Ron Astor, Ph.D., is the Thor endowed professor of urban social development at the University of Southern California in the schools of Social Work and the Rossier School of Education. His work examines the role of the physical, social-organizational, and cultural contexts in schools related to different kinds of school violence. He also explores how schools can support students from military families. Findings from his studies have been published in more than 150 scholarly manuscripts and five books published by Oxford University Press and Columbia University, Teachers College Press.

Joey N. Estrada, Jr., Ph.D., received his Ph.D. from the University of Southern California. He received his M.S.W. from UC Los Angeles and his Bachelor's from UC Santa Barbara. Dr. Estrada's research interests include school violence, street gang culture, school-based intervention, resiliency, and youth empowerment. His work has been published in major academic journals, and he has presented his research at various national and international research conferences. He is currently conducting research on the risk and protective factors for gang-involved youth within school communities.

Renee M. Johnson, Ph.D., completed her doctoral studies at the University of North Carolina Gillings School of Global Public Health in 2004 (Chapel Hill, NC). She is currently an Assistant Professor at the Boston University School of Public Health (Boston, MA). Additionally, she is a core faculty member with the Harvard Youth Violence Prevention Center, the Boston Medical Center Injury Prevention Center, and the Social Adjustment and Bullying Prevention Laboratory at BU School of Education (http://bu.edu/bullying). Prior to joining the Boston University faculty in 2009, she was with the Alonzo Smythe Yerby Postdoctoral Fellowship program at Harvard School of Public Health. Dr. Johnson studies the prevention and epidemiology of suicide, firearm injury, youth violence, and substance use, among adolescents and emerging adults. Her current research examines how neighborhood context impacts initiation of substance use, with a particular emphasis on marijuana use among low-income, urban youth. She is a member of the American Public Health Association and the Society for Prevention Research.
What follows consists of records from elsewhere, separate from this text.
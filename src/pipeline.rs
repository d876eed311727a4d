//! Event pipeline - one producer thread, one consumer thread, one book.
//!
//! The producer publishes decoded events into the ring; the consumer
//! thread owns the matching engine exclusively and drains events in
//! arrival order, publishing trades and acks into caller-provided
//! sinks. The ring is the only object the two threads share.

use crate::event::{Ack, Event, SymbolTag, Trade};
use crate::matching::MatchingEngine;
use crate::ring::{ring, Consumer, Producer, PushError};

/// Anything that accepts emitted records. The recommended shape for
/// cross-thread egress is a second SPSC ring; tests collect into `Vec`.
pub trait Sink<T> {
    fn accept(&mut self, item: T);
}

impl<T> Sink<T> for Vec<T> {
    #[inline]
    fn accept(&mut self, item: T) {
        self.push(item);
    }
}

/// Best-effort egress into a downstream ring: a full ring drops the
/// record rather than stalling the matching loop.
impl<T> Sink<T> for Producer<T> {
    #[inline]
    fn accept(&mut self, item: T) {
        let _ = self.push(item);
    }
}

/// The write endpoint handed to the producer thread. Exactly one per
/// pipeline.
pub struct EventProducer {
    tx: Producer<Event>,
}

impl EventProducer {
    /// Attempt to enqueue an event. `Err` is backpressure, not failure;
    /// the producer chooses whether to spin, park, or drop.
    ///
    /// Nothing may be pushed after `Event::Shutdown`.
    #[inline]
    pub fn try_push(&mut self, event: Event) -> Result<(), PushError<Event>> {
        self.tx.push(event)
    }
}

/// Binds the ring to a consumer-owned matching engine.
pub struct Pipeline {
    rx: Consumer<Event>,
    tx: Option<Producer<Event>>,
    engine: MatchingEngine,
}

impl Pipeline {
    /// Create a pipeline with a ring of `ring_capacity` slots (power of
    /// two) and a node pool of `pool_capacity` cells.
    pub fn new(ring_capacity: usize, pool_capacity: u32, symbol_tag: SymbolTag) -> Self {
        let (tx, rx) = ring(ring_capacity);
        Self {
            rx,
            tx: Some(tx),
            engine: MatchingEngine::new(pool_capacity, symbol_tag),
        }
    }

    /// Take the single producer handle. Calling twice is a programming
    /// error and aborts.
    pub fn producer_handle(&mut self) -> EventProducer {
        let tx = self
            .tx
            .take()
            .expect("producer handle already taken; the ring is single-producer");
        EventProducer { tx }
    }

    /// The consumer-owned matching engine.
    pub fn engine(&self) -> &MatchingEngine {
        &self.engine
    }

    pub fn engine_mut(&mut self) -> &mut MatchingEngine {
        &mut self.engine
    }

    /// Pin the calling thread to the last available core, which is
    /// typically the one isolated from OS interrupts.
    pub fn pin_to_core(&self) {
        if let Some(core_ids) = core_affinity::get_core_ids() {
            if let Some(last_core) = core_ids.last() {
                core_affinity::set_for_current(*last_core);
            }
        }
    }

    /// Run the consumer loop on the calling thread.
    ///
    /// Drains the ring in arrival order, applying each event to the
    /// book and publishing outputs into the sinks. Returns once a
    /// `Shutdown` event is processed, after releasing every resting
    /// node back to the pool. Busy-waits on an empty ring.
    pub fn consumer_run(&mut self, trades: &mut impl Sink<Trade>, acks: &mut impl Sink<Ack>) {
        self.engine.warm_up();

        loop {
            while let Ok(event) = self.rx.pop() {
                if !self.apply(event, trades, acks) {
                    self.engine.tear_down();
                    return;
                }
            }
            std::hint::spin_loop();
        }
    }

    /// Apply one event to the book, publishing its outputs. Returns
    /// `false` when the event was `Shutdown`.
    ///
    /// Public for synchronous use in tests and benchmarks.
    pub fn apply(
        &mut self,
        event: Event,
        trades: &mut impl Sink<Trade>,
        acks: &mut impl Sink<Ack>,
    ) -> bool {
        match event {
            Event::NewOrder(order) => {
                let out = self.engine.submit(order);
                for trade in out.trades {
                    trades.accept(trade);
                }
                acks.accept(out.ack);
                true
            }
            Event::Cancel { order_id, ts_ns } => {
                acks.accept(self.engine.cancel(order_id, ts_ns));
                true
            }
            Event::Modify {
                order_id,
                new_qty,
                new_price,
                ts_ns,
            } => {
                let out = self.engine.modify(order_id, new_qty, new_price, ts_ns);
                for trade in out.trades {
                    trades.accept(trade);
                }
                for ack in out.acks {
                    acks.accept(ack);
                }
                true
            }
            Event::Shutdown => false,
        }
    }
}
Rami Benbenishty, Ph.D., is working with the Israeli Ministry of Education to conduct secondary analyses of their databases and examine the relationships between school climate, victimization, and academic achievements. His work addresses multiple issues in child welfare, with a special emphasis on victimization and maltreatment of children in the family and in schools. With Dr. Ron Astor, he is developing a conceptual and methodological framework addressing the schools nested in their ecological context. He is Co-PI in a project led by Dr. Astor, funded by the Department of Defense Education Activity (DoDEA). He is in charge of ongoing formative and summative evaluation of the project.

Jennifer B. Unger, Ph.D., is a Professor of Preventive Medicine at the University of Southern California Keck School of Medicine. Her research focuses on psychological, social, and cultural influences of substance use and other health risk behaviors among diverse adolescents and entertainment-education for health promotion. She also directs the Ph.D. program in Health Behavior Research at USC.